(Records excerpted from a collection)
---+---
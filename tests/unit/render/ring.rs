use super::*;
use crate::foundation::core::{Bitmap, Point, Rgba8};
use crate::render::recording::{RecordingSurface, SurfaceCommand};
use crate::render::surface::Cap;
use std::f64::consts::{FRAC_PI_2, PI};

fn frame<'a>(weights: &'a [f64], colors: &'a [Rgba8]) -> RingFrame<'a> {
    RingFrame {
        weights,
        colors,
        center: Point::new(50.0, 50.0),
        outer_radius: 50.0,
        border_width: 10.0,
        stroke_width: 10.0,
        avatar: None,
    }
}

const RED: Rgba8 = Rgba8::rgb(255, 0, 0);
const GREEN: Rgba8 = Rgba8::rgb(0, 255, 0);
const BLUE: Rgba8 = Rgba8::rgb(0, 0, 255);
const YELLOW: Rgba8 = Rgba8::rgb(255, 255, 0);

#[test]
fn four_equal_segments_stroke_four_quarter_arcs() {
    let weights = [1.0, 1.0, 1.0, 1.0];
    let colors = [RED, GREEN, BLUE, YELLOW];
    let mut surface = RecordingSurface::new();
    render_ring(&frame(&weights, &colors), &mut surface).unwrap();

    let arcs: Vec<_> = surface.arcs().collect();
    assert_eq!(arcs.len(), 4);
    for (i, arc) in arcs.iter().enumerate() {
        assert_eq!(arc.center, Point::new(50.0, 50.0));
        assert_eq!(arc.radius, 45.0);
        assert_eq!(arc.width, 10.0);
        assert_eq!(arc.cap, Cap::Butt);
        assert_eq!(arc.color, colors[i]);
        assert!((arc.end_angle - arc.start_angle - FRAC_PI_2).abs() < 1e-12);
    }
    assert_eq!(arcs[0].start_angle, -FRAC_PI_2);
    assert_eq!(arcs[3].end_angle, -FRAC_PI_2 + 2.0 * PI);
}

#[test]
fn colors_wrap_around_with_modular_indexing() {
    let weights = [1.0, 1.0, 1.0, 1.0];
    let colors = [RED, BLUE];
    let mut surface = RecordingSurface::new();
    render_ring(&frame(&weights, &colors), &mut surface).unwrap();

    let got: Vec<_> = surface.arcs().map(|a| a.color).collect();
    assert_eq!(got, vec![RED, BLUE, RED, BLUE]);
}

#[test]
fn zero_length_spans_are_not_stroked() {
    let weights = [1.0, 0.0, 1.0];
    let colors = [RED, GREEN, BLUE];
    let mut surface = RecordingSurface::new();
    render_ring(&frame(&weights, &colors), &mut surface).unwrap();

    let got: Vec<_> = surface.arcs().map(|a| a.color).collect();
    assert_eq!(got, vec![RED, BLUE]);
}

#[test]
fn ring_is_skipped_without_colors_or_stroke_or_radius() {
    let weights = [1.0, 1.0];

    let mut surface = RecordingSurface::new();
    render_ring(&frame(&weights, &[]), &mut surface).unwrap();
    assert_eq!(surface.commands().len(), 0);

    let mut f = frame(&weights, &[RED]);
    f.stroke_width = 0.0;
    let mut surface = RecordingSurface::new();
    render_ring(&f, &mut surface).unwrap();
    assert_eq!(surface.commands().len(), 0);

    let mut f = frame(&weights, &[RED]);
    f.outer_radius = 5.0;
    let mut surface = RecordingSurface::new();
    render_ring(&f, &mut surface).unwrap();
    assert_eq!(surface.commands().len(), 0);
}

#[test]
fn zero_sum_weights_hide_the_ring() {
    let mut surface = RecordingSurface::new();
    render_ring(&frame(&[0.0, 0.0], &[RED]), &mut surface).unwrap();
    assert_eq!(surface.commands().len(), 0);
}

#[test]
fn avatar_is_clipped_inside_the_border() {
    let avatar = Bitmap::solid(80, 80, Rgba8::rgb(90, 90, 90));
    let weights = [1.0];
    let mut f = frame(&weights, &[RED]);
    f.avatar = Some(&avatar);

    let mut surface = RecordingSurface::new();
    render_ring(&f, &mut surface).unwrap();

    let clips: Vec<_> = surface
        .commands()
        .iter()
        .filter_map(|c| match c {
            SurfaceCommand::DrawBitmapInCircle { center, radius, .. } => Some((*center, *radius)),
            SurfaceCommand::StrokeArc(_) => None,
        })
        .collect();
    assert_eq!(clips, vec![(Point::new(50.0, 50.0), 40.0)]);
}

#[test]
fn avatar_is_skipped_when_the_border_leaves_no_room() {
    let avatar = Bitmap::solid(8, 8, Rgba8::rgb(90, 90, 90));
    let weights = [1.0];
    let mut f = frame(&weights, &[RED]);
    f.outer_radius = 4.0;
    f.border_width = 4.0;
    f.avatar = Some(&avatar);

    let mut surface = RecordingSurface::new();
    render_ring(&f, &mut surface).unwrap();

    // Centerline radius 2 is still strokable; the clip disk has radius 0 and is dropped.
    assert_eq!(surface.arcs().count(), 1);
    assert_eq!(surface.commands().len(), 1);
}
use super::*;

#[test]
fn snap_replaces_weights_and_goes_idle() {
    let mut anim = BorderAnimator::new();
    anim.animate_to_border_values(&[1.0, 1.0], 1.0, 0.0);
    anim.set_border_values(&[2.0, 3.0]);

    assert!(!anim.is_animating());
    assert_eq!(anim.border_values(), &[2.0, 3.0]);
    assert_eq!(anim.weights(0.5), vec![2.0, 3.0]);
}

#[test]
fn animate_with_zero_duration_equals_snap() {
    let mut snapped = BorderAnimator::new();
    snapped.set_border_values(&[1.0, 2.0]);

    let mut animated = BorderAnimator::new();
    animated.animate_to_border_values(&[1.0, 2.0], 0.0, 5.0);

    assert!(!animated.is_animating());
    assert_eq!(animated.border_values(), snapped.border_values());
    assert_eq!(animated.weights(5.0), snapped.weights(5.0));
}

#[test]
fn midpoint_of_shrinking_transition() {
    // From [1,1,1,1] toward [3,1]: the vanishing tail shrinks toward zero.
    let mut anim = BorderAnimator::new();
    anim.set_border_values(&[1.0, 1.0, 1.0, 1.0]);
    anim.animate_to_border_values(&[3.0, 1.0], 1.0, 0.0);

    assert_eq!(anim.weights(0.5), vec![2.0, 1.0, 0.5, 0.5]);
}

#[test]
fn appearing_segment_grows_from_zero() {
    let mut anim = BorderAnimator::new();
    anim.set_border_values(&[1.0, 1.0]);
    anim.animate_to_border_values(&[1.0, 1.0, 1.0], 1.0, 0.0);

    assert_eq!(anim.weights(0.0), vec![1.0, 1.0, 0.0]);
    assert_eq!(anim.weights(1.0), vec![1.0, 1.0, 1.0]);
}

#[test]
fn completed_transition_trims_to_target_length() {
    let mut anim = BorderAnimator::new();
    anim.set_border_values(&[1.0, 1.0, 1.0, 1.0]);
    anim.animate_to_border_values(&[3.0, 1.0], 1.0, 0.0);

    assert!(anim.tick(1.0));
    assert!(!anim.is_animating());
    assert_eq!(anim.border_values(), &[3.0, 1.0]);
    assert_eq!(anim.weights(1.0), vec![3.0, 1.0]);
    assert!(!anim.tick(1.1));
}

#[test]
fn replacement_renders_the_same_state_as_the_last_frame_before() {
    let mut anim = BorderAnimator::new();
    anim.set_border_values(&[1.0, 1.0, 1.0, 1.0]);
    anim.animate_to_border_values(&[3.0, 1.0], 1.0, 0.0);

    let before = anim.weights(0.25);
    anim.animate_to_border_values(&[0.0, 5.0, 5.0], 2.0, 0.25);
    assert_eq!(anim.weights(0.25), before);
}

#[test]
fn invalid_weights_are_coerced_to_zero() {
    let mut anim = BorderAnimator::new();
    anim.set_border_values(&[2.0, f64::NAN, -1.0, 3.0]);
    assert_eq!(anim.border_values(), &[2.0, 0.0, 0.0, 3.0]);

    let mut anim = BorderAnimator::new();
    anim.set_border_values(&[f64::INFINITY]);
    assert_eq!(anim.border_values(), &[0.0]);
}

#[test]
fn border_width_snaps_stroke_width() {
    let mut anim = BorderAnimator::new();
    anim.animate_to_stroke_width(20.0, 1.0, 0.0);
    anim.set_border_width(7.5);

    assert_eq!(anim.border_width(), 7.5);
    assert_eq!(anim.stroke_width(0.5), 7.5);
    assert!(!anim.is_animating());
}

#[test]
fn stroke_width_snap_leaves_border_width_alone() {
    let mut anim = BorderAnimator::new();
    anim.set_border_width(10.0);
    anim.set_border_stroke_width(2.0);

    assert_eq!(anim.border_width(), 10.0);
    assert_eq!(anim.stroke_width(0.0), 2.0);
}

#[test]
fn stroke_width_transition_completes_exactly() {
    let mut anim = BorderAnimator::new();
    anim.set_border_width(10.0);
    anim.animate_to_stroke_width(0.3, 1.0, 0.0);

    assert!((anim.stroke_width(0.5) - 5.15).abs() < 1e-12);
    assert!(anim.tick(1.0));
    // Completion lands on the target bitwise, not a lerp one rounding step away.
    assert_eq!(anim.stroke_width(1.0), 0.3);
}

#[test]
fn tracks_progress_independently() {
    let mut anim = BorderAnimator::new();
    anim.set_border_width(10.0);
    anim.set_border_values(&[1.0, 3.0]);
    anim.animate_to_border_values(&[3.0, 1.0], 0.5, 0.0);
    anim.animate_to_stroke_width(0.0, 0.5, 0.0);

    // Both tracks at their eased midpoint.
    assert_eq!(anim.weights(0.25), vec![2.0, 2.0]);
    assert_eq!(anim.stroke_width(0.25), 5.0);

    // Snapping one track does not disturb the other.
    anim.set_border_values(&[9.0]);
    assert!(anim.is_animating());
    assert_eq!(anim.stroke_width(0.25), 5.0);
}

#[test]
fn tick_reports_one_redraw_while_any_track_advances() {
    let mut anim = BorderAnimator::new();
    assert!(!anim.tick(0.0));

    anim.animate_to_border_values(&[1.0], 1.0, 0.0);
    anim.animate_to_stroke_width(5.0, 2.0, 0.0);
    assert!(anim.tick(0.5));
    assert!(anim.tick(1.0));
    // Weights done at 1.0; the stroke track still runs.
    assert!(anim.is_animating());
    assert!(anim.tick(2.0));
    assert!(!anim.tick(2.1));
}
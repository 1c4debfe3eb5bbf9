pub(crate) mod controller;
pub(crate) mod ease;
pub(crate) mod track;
---+---
AIM OF THE EXERCISE:
For the records above, state how many lines contain "clips". Add nothing to the number.

OUTPUT FOR THIS TASK:
2